Und in der Forschung, was hat Corona da angerichtet?
Wir sind alle sehr viel gereist, um uns zum Beispiel auf internationalen Konferenzen auszutauschen. Das war in diesem Jahr natürlich nicht möglich, sodass viel mit Online Workshops experimentiert worden ist. Dabei ist uns allen klar geworden, dass wir unsere Reisetätigkeit auch in ­Zukunft ein Stück weit reduzieren können. Manche echte Treffen sind unersetzlich, viele aber eben auch nicht.

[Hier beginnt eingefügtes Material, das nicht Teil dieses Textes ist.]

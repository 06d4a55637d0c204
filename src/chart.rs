//! Chart spec construction
//!
//! The renderer contract: a figure is a `data` list of trace objects plus
//! a `layout` object, in the plotly subset the embedded UI understands.
//! This module owns the visual constants - theme palette, region colors,
//! per-fuel color scales, the credit annotation - and the base layout
//! every figure starts from. The shaping transforms never see any of it.

use crate::dataset::regions::Region;
use crate::dataset::schema::FuelType;
use crate::filters::Theme;
use chrono::Datelike;
use serde::Serialize;
use serde_json::{json, Value};

/// A renderable figure. Serializes straight into the payload the UI
/// hands to the plotting library.
#[derive(Debug, Clone, Serialize)]
pub struct Figure {
    pub data: Vec<Value>,
    pub layout: Value,
    /// Animation frames, present only for the year-animated atlas.
    #[serde(skip_serializing_if = "Vec::is_empty")]
    pub frames: Vec<Value>,
}

impl Figure {
    pub fn new(data: Vec<Value>, layout: Value) -> Figure {
        Figure {
            data,
            layout,
            frames: Vec::new(),
        }
    }

    /// A figure with nothing to draw; the static pages use this.
    pub fn empty() -> Figure {
        Figure::new(Vec::new(), json!({}))
    }
}

impl Theme {
    /// Foreground text color.
    pub fn text_color(self) -> &'static str {
        match self {
            Theme::Light => "#000",
            Theme::Dark => "#fff",
        }
    }
}

/// Marker color for a region bloc. Fixed palette, identical in both
/// themes, so a bloc keeps its color across every view.
pub fn region_color(region: Region) -> &'static str {
    match region {
        Region::Africa => "#46C6E7",
        Region::AsiaPacific => "#616BB2",
        Region::CommonwealthOfIndependentStates => "#8B69AD",
        Region::MiddleEast => "#F9A05B",
        Region::NorthAmerica => "#EF563C",
        Region::SouthAndCentralAmerica => "#F06591",
        Region::Europe => "#41BB91",
        Region::AnnexI => "#7570b3",
        Region::NonAnnexI => "#1b9e77",
        Region::World | Region::Antarctica | Region::None => "#888888",
    }
}

/// Continuous color scale for a fuel type's magnitude views (atlas).
/// Each fuel keeps its own scale so screenshots are recognizable at a
/// glance; the dark theme flips the scale direction so high values stay
/// bright against the dark background.
pub fn color_scale(fuel: FuelType, theme: Theme) -> (&'static str, bool) {
    let name = match fuel {
        FuelType::Totals => "Electric",
        FuelType::Solids => "turbid",
        FuelType::Liquids => "Hot",
        FuelType::Gases => "dense",
    };
    (name, theme == Theme::Dark)
}

/// The credit line stamped at the bottom of every figure.
pub fn credit_text() -> String {
    format!("The CDIAC Dashboard ({})", chrono::Local::now().year())
}

/// Base layout shared by every figure: transparent backgrounds (the page
/// supplies the surface), theme-colored text, centered title, subtitle
/// and credit annotations.
pub fn base_layout(title: &str, subtitle: &str, theme: Theme) -> Value {
    let text = theme.text_color();
    json!({
        "plot_bgcolor": "rgba(0,0,0,0)",
        "paper_bgcolor": "rgba(0,0,0,0)",
        "font": { "color": text },
        "title": {
            "text": title,
            "x": 0.5,
            "xanchor": "center",
            "font": { "size": 26, "color": text }
        },
        "annotations": [
            {
                "text": subtitle,
                "showarrow": false,
                "xref": "paper",
                "yref": "paper",
                "x": 0.5,
                "y": 1.06,
                "font": { "size": 14, "color": text }
            },
            {
                "text": credit_text(),
                "showarrow": false,
                "xref": "paper",
                "yref": "paper",
                "x": 0.5,
                "y": -0.12,
                "font": { "size": 12, "color": text }
            }
        ]
    })
}

/// Figure subtitle for a fuel type.
pub fn fuel_subtitle(fuel: FuelType) -> &'static str {
    match fuel {
        FuelType::Totals => "CO₂ Emissions",
        FuelType::Solids => "CO₂ Emissions from the Energy Use of Solid Fuels",
        FuelType::Liquids => "CO₂ Emissions from the Energy Use of Liquid Fuels",
        FuelType::Gases => "CO₂ Emissions from the Energy Use of Gas Fuels",
    }
}
//! cdiac-dash - CO₂-emissions dashboard over the CDIAC sectoral tables
//!
//! A data-visualization dashboard for fossil-fuel CO₂-emissions statistics:
//! choropleth maps, sunbursts, ternary plots, and time-series charts over
//! four emissions tables (one per fuel phase plus a totals table) loaded
//! once from a spreadsheet at startup.
//!
//! # Overview
//!
//! The pipeline is deliberately simple: a static workbook is parsed into
//! immutable tables, and every chart is a pure function of those tables
//! plus the current filter selections. There is no storage engine and no
//! background work - just transforms.
//!
//! 1. **Load** ([`dataset`]): parse the workbook's four sheets into
//!    canonical-schema tables; absent observations stay absent
//!    (`Option<f64>`), never zero.
//! 2. **Filter** ([`filters`], [`resolver`]): coerce the user's selections
//!    into a valid state for the chosen view - including cross-schema
//!    column reconciliation when the fuel type changes.
//! 3. **Shape** ([`shape`]): subset and reshape the tables into the chosen
//!    view's geometry (map frames, long series, hierarchies, ternary
//!    coordinates).
//! 4. **Render** ([`chart`], [`figures`]): wrap the shaped data in traces
//!    and a themed layout the embedded UI hands to the plotting library.
//!
//! # Quick Start
//!
//! ```no_run
//! use cdiac_dash::dataset::Dataset;
//! use cdiac_dash::dataset::schema::FuelType;
//! use cdiac_dash::filters::{FilterState, Grouping, NavOption, Theme};
//! use cdiac_dash::figures;
//!
//! let dataset = Dataset::load("emissions.xlsx".as_ref()).unwrap();
//! let state = FilterState::resolve(
//!     NavOption::CarbonAtlas,
//!     FuelType::Totals,
//!     "Transport",
//!     "", "",
//!     vec![],
//!     Grouping::Individual,
//!     None,
//!     Theme::Light,
//! );
//! let figure = figures::build(&dataset, &state);
//! println!("{}", serde_json::to_string(&figure).unwrap());
//! ```
//!
//! # Modules
//!
//! - [`dataset`]: workbook loading, canonical schema, region lookups
//! - [`resolver`]: cross-schema column reconciliation
//! - [`filters`]: navigation options, control visibility, state coercion
//! - [`shape`]: per-visualization data transforms
//! - [`chart`] / [`figures`]: figure assembly and visual constants
//! - [`export`]: CSV/JSON table export
//! - [`serve`]: the embedded web UI and its JSON API

pub mod chart;
pub mod dataset;
pub mod export;
pub mod figures;
pub mod filters;
pub mod resolver;
pub mod serve;
pub mod shape;

pub use chart::Figure;
pub use dataset::schema::FuelType;
pub use dataset::{Dataset, LoadError};
pub use filters::{FilterState, Grouping, NavOption, Theme};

Welche Trends ­beobachten Sie gerade an den ­US-Universitäten?
Einige US-Universitäten stehen natürlich wegen der Coronakrise vor Schwierigkeiten, zum Beispiel weil die Studiengebühren von ausländischen Studenten aus­bleiben. Aber das politische Klima in den USA bereitet mir da viel grössere ­Sorgen, weil es den Wissenschaftsstandort USA schwer beschädigt. US-Univer­sitäten sind in der Forschung nach wie vor das Mass aller Dinge. Aber das ist nur so, weil sie die besten Köpfe der Welt in die USA locken, und die können auch schnell wieder gehen. Wir kriegen zum Beispiel immer mehr Anfragen gerade von europäischen Kollegen, die angesichts der politischen Situation nicht mehr in den  USA bleiben möchten.

Wäre das eine Chance für Europa als ­Wissenschaftsstandort?
In gewisser Weise schon, ja, aber über so eine Chance freut man sich natürlich nicht unbedingt.

Und auf der Ebene Austauschprogramme?
Die sind natürlich im Moment nicht mehr so möglich wie zuvor. Einige Programme laufen online, aber das ist ein schwacher Trost. Wir müssen das Beste aus der Lage machen. Ich denke aber, diese Möglichkeiten zum Auslandaufenthalt wird es bald wieder geben.

Haben Sie oder Ihre Kollegen aktuelle ­Forschungsarbeiten zu den Auswirkungen der Coronapandemie in der Pipeline? Was können wir von Ihrem Institut erwarten?
Ja, da tut sich vieles. Eine Kollegin untersucht zum Beispiel gerade die Auswir­kungen von Covid-19 auf wirtschaftliche Ungleichheit, ein anderer den Einfluss von Desinformation auf die Verbreitung von Covid-19. Einige meiner Kollegen beraten auch die Politik im In- und Ausland, etwa als Mitglied der Swiss National ­Covid-19 Science Task Force.